The band blew up with two back-to-back albums released really quickly – Appetite for Destruction and Use Your Illusion I and II. I remember having those two albums on tape as a kid. They were a band I listening an awful lot to.
I remember having one of those sleeveless T-shirts at one point with a Guns N’ Roses album cover on the front and the tour dates at the back.
I wouldn’t describe myself as a book-type person, but I like stumbling upon books. One of my favourite novels that I stumbled on – and I’ve read it a couple of times – is Voltaire’s Candide.
It’s a mythical story. It’s not set anywhere. It’s about a guy’s journey, trying to find a girl. There’s a lot of life lessons in it. It’s satirical to a point. It’s a fantastic book to put yourself at Candide’s side, to just go on the journey with him, and the problems he encounters, and the setbacks he has.
His determination and belief that he’s going to find his love is what I admire in Candide the most. It’s very hard to explain emotionally and mentally – unless you’ve read it – what it does to you.
That type of writing and description takes you into another world. It triggers something in me. It frees me up and I get lost in it when I read it.
Another book I liked reading is The Eternal Philistine by Ödön von Horváth. It’s about a used-car salesman, a down-and-out type of guy in Germany in the 1920s who hears about the World’s Fair in Barcelona where loads of wealthy women attend.

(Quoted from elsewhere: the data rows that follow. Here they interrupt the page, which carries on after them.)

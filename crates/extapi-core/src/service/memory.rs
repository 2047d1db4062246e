use std::collections::BTreeMap;

use async_trait::async_trait;
use serde_json::Value;
use tokio::sync::RwLock;
use uuid::Uuid;

use crate::api::ApiFault;
use crate::service::traits::{ListQuery, Record, ServicePlugin};

/// A service plugin keeping records in memory, in insertion order
pub struct InMemoryServicePlugin {
    plugin_type: String,
    records: RwLock<BTreeMap<String, Vec<Record>>>,
}

impl InMemoryServicePlugin {
    pub fn new(plugin_type: impl Into<String>) -> Self {
        Self {
            plugin_type: plugin_type.into(),
            records: RwLock::new(BTreeMap::new()),
        }
    }

    /// Number of stored records of `resource`
    pub async fn count(&self, resource: &str) -> usize {
        self.records
            .read()
            .await
            .get(resource)
            .map(Vec::len)
            .unwrap_or(0)
    }

    fn not_found(resource: &str, id: &str) -> ApiFault {
        ApiFault::not_found(format!("{} {}", resource, id))
    }
}

#[async_trait]
impl ServicePlugin for InMemoryServicePlugin {
    fn plugin_type(&self) -> &str {
        &self.plugin_type
    }

    fn description(&self) -> &str {
        "In-memory service plugin"
    }

    async fn list(&self, resource: &str, query: &ListQuery) -> Result<Vec<Record>, ApiFault> {
        let records = self.records.read().await;
        Ok(records
            .get(resource)
            .map(|items| items.iter().filter(|r| query.matches(r)).cloned().collect())
            .unwrap_or_default())
    }

    async fn show(&self, resource: &str, id: &str) -> Result<Record, ApiFault> {
        let records = self.records.read().await;
        records
            .get(resource)
            .and_then(|items| items.iter().find(|r| record_id(r) == Some(id)))
            .cloned()
            .ok_or_else(|| Self::not_found(resource, id))
    }

    async fn create(&self, resource: &str, mut body: Record) -> Result<Record, ApiFault> {
        let mut records = self.records.write().await;
        let items = records.entry(resource.to_string()).or_default();

        let id = match body.get("id").and_then(Value::as_str) {
            Some(id) => id.to_string(),
            None => Uuid::new_v4().to_string(),
        };
        if items.iter().any(|r| record_id(r) == Some(id.as_str())) {
            return Err(ApiFault::Conflict(format!("{} {} already exists", resource, id)));
        }
        body.insert("id".to_string(), Value::String(id));
        items.push(body.clone());
        Ok(body)
    }

    async fn update(&self, resource: &str, id: &str, body: Record) -> Result<Record, ApiFault> {
        let mut records = self.records.write().await;
        let record = records
            .get_mut(resource)
            .and_then(|items| items.iter_mut().find(|r| record_id(r) == Some(id)))
            .ok_or_else(|| Self::not_found(resource, id))?;
        for (key, value) in body {
            if key != "id" {
                record.insert(key, value);
            }
        }
        Ok(record.clone())
    }

    async fn delete(&self, resource: &str, id: &str) -> Result<(), ApiFault> {
        let mut records = self.records.write().await;
        let items = records
            .get_mut(resource)
            .ok_or_else(|| Self::not_found(resource, id))?;
        let before = items.len();
        items.retain(|r| record_id(r) != Some(id));
        if items.len() == before {
            return Err(Self::not_found(resource, id));
        }
        Ok(())
    }
}

fn record_id(record: &Record) -> Option<&str> {
    record.get("id").and_then(Value::as_str)
}
impl ServiceResourceController {
    pub fn new(
        collection: impl Into<String>,
        resource: impl Into<String>,
        plugin: Arc<dyn ServicePlugin>,
        attr_info: ResourceAttributes,
    ) -> Self {
        Self {
            collection: collection.into(),
            resource: resource.into(),
            plugin,
            attr_info,
            member_actions: BTreeMap::new(),
            allow_bulk: false,
            allow_pagination: false,
            allow_sorting: false,
            pagination_max_limit: None,
        }
    }

    pub fn with_member_actions(mut self, member_actions: BTreeMap<String, Method>) -> Self {
        self.member_actions = member_actions;
        self
    }

    pub fn with_bulk(mut self, allow_bulk: bool) -> Self {
        self.allow_bulk = allow_bulk;
        self
    }

    pub fn with_pagination(mut self, allow_pagination: bool, max_limit: Option<usize>) -> Self {
        self.allow_pagination = allow_pagination;
        self.pagination_max_limit = max_limit;
        self
    }

    pub fn with_sorting(mut self, allow_sorting: bool) -> Self {
        self.allow_sorting = allow_sorting;
        self
    }

    pub fn collection(&self) -> &str {
        &self.collection
    }

    pub fn resource(&self) -> &str {
        &self.resource
    }

    fn property(&self, attribute: &str, property: &str) -> Option<&Value> {
        self.attr_info.get(attribute).and_then(|props| props.get(property))
    }

    fn flag(&self, attribute: &str, property: &str) -> bool {
        self.property(attribute, property)
            .and_then(Value::as_bool)
            .unwrap_or(false)
    }

    /// Drop hidden attributes, then keep only `fields` when any were requested
    fn view(&self, mut record: Record, fields: &[String]) -> Value {
        record.retain(|key, _| {
            let hidden = self
                .property(key, "is_visible")
                .and_then(Value::as_bool)
                .is_some_and(|visible| !visible);
            !hidden && (fields.is_empty() || fields.iter().any(|f| f == key))
        });
        Value::Object(record)
    }

    fn required_id<'p>(&self, params: &'p RouteParams) -> Result<&'p str, ApiFault> {
        params
            .get("id")
            .map(String::as_str)
            .ok_or_else(|| ApiFault::BadRequest(format!("Missing {} id", self.resource)))
    }

    fn prepare_create(&self, item: &Value) -> Result<Record, ApiFault> {
        let mut body = item.as_object().cloned().ok_or_else(|| {
            ApiFault::BadRequest(format!("Body of {} must be an object", self.resource))
        })?;

        if !self.attr_info.is_empty() {
            let unknown: Vec<&str> = body
                .keys()
                .filter(|key| !self.attr_info.contains_key(*key))
                .map(String::as_str)
                .collect();
            if !unknown.is_empty() {
                return Err(ApiFault::BadRequest(format!(
                    "Unrecognized attribute(s) '{}'",
                    unknown.join(", ")
                )));
            }
        }

        for (attribute, props) in &self.attr_info {
            let allow_post = self.flag(attribute, "allow_post");
            if body.contains_key(attribute) {
                if !allow_post {
                    return Err(ApiFault::BadRequest(format!(
                        "Attribute '{}' not allowed in POST",
                        attribute
                    )));
                }
                continue;
            }
            match props.get("default") {
                Some(default) => {
                    body.insert(attribute.clone(), default.clone());
                }
                None if allow_post => {
                    return Err(ApiFault::BadRequest(format!(
                        "Failed to parse request. Required attribute '{}' not specified",
                        attribute
                    )));
                }
                None => {}
            }
        }
        Ok(body)
    }

    fn prepare_update(&self, item: &Value) -> Result<Record, ApiFault> {
        let body = item.as_object().cloned().ok_or_else(|| {
            ApiFault::BadRequest(format!("Body of {} must be an object", self.resource))
        })?;
        for attribute in body.keys() {
            if self.attr_info.contains_key(attribute) && !self.flag(attribute, "allow_put") {
                return Err(ApiFault::BadRequest(format!(
                    "Cannot update read-only attribute {}",
                    attribute
                )));
            }
        }
        Ok(body)
    }

    async fn index(&self, request: &ApiRequest) -> Result<ApiResponse, ApiFault> {
        let pairs = request.query_pairs();
        let fields: Vec<String> = request.query_values("fields");
        let filters = pairs
            .iter()
            .filter(|(key, _)| !RESERVED_QUERY_KEYS.contains(&key.as_str()))
            .cloned()
            .collect();

        let mut records = self
            .plugin
            .list(&self.resource, &ListQuery { filters })
            .await?;

        if self.allow_sorting {
            self.sort(&mut records, request)?;
        }

        let mut body = serde_json::Map::new();
        if self.allow_pagination {
            let (page, links) = self.paginate(records, request)?;
            records = page;
            if !links.is_empty() {
                body.insert(format!("{}_links", self.collection), Value::Array(links));
            }
        }

        let items: Vec<Value> = records
            .into_iter()
            .map(|record| self.view(record, &fields))
            .collect();
        body.insert(self.collection.clone(), Value::Array(items));
        Ok(ApiResponse::json(StatusCode::OK, &Value::Object(body)))
    }

    fn sort(&self, records: &mut [Record], request: &ApiRequest) -> Result<(), ApiFault> {
        let keys = request.query_values("sort_key");
        if keys.is_empty() {
            return Ok(());
        }
        let dirs = request.query_values("sort_dir");
        if !dirs.is_empty() && dirs.len() != keys.len() {
            return Err(ApiFault::BadRequest(
                "The number of sort_keys and sort_dirs must be same".to_string(),
            ));
        }

        let mut order = Vec::with_capacity(keys.len());
        for (index, key) in keys.iter().enumerate() {
            if !self.attr_info.is_empty() && !self.attr_info.contains_key(key) {
                return Err(ApiFault::BadRequest(format!("{} is an invalid attribute for sort_key", key)));
            }
            let ascending = match dirs.get(index).map(String::as_str) {
                None | Some("asc") => true,
                Some("desc") => false,
                Some(other) => {
                    return Err(ApiFault::BadRequest(format!(
                        "{} is an invalid value for sort_dir, valid values are 'asc' and 'desc'",
                        other
                    )));
                }
            };
            order.push((key.clone(), ascending));
        }

        records.sort_by(|a, b| {
            for (key, ascending) in &order {
                let ordering = compare_values(a.get(key), b.get(key));
                let ordering = if *ascending { ordering } else { ordering.reverse() };
                if ordering != Ordering::Equal {
                    return ordering;
                }
            }
            Ordering::Equal
        });
        Ok(())
    }

    fn paginate(&self, records: Vec<Record>, request: &ApiRequest) -> Result<(Vec<Record>, Vec<Value>), ApiFault> {
        let limit = match request.query_value("limit") {
            Some(raw) => Some(raw.parse::<usize>().map_err(|_| {
                ApiFault::BadRequest(format!("Limit must be a non-negative integer, got '{}'", raw))
            })?),
            None => None,
        };
        let limit = match (limit, self.pagination_max_limit) {
            (Some(0), max) | (None, max) => max,
            (Some(limit), Some(max)) => Some(limit.min(max)),
            (Some(limit), None) => Some(limit),
        };

        let start = match request.query_value("marker") {
            Some(marker) => {
                let position = records
                    .iter()
                    .position(|r| r.get("id").and_then(Value::as_str) == Some(marker.as_str()))
                    .ok_or_else(|| ApiFault::not_found(format!("Marker {}", marker)))?;
                position + 1
            }
            None => 0,
        };

        let Some(limit) = limit else {
            return Ok((records.into_iter().skip(start).collect(), Vec::new()));
        };

        let total = records.len();
        let page: Vec<Record> = records.into_iter().skip(start).take(limit).collect();
        let mut links = Vec::new();
        if start + page.len() < total {
            if let Some(last_id) = page.last().and_then(|r| r.get("id")).and_then(Value::as_str) {
                links.push(json!({
                    "rel": "next",
                    "href": next_link(request, limit, last_id),
                }));
            }
        }
        Ok((page, links))
    }

    /// Delete the records a failed bulk create already wrote
    async fn rollback_bulk(&self, created: &[Record]) {
        for record in created.iter().rev() {
            let Some(id) = record.get("id").and_then(Value::as_str) else {
                continue;
            };
            if let Err(e) = self.plugin.delete(&self.resource, id).await {
                log::error!(
                    "Unable to roll back {} {} after a failed bulk create: {}",
                    self.resource,
                    id,
                    e
                );
            }
        }
    }

    async fn create(&self, request: &ApiRequest) -> Result<ApiResponse, ApiFault> {
        let body = request.json_body()?;

        if let Some(items) = body.get(&self.collection).and_then(Value::as_array) {
            if !self.allow_bulk {
                return Err(ApiFault::BadRequest("Bulk operation not supported".to_string()));
            }
            let mut prepared = Vec::with_capacity(items.len());
            for item in items {
                let inner = item.get(&self.resource).unwrap_or(item);
                prepared.push(self.prepare_create(inner)?);
            }
            let mut created: Vec<Record> = Vec::with_capacity(prepared.len());
            for record in prepared {
                match self.plugin.create(&self.resource, record).await {
                    Ok(record) => created.push(record),
                    Err(fault) => {
                        self.rollback_bulk(&created).await;
                        return Err(fault);
                    }
                }
            }
            let created: Vec<Value> = created.into_iter().map(|r| self.view(r, &[])).collect();
            return Ok(ApiResponse::json(
                StatusCode::CREATED,
                &json!({ self.collection.clone(): created }),
            ));
        }

        let item = body.get(&self.resource).ok_or_else(|| {
            ApiFault::BadRequest(format!("Unable to find '{}' in request body", self.resource))
        })?;
        let record = self.prepare_create(item)?;
        let record = self.plugin.create(&self.resource, record).await?;
        Ok(ApiResponse::json(
            StatusCode::CREATED,
            &json!({ self.resource.clone(): self.view(record, &[]) }),
        ))
    }

    async fn update(&self, request: &ApiRequest, id: &str) -> Result<ApiResponse, ApiFault> {
        let body = request.json_body()?;
        let item = body.get(&self.resource).ok_or_else(|| {
            ApiFault::BadRequest(format!("Unable to find '{}' in request body", self.resource))
        })?;
        let changes = self.prepare_update(item)?;
        let record = self.plugin.update(&self.resource, id, changes).await?;
        Ok(ApiResponse::json(
            StatusCode::OK,
            &json!({ self.resource.clone(): self.view(record, &[]) }),
        ))
    }
}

He’s a trickster. He’s always conning people or taking shortcuts. Never worked a real day in his life. Always believing he’s gonna make it rich, but doesn’t want to put in the work to get the rewards. The novel is basically his journey from Germany to Barcelona, as he travels down through Europe by train and hitch-hiking and all the characters he meets along the way until he finally gets to the fair.
Reading it, I got lost in it. It gave me a vivid picture of everywhere he went, even though I wasn’t around in that era.

Armando Iannucci also did The Death of Stalin, which is probably my favourite film of all time. It’s about the day Stalin died.
All his cabinet members are there, jostling for power, looking to succeed him. It’s based on the silliness and desperation of these guys, these huge titans of Russia at the time – the general that won the Second World War; Khrushchev; Beria, who was the head of the secret police and responsible for dragging people out of their homes at night time never to be seen again; and Malenkov, a guy who’s not destined for power.
You wonder was Malenkov really like that. Is it based on fact or is Iannucci putting his own spin on it? It’s fantastic – razor-sharp, fabulous dark humour and subtlety. I found it interesting that the film was banned in Russia.
I’ve seen the Rolling Stones three times live, twice in London, but getting to see them in an outdoor stadium gig in America was number one on my bucket list. I was on holidays in New York. I knew the Stones were on this tour, playing obscure places.
I saw they were playing in Minneapolis in a few days’ time. I also knew that Bill Wyman, a founding member of the Stones, was a Crystal Palace fan (my club at the time). I was always edging to try and meet him. So I phoned up Mark Bright, who used to sit in the directors’ box with him at games, and said, “Brighty, listen. I’m in New York. Will you get onto Bill Wyman and see if he can get tickets to this gig in Minneapolis?”
He said: “Leave it with me.” He called me back, telling me I had to go to this hotel the day of the concert. I was panicking, trying to get a flight up there, but it all worked out – I got to see the Stones in a quintessential American open-air concert with a beer in my hand.”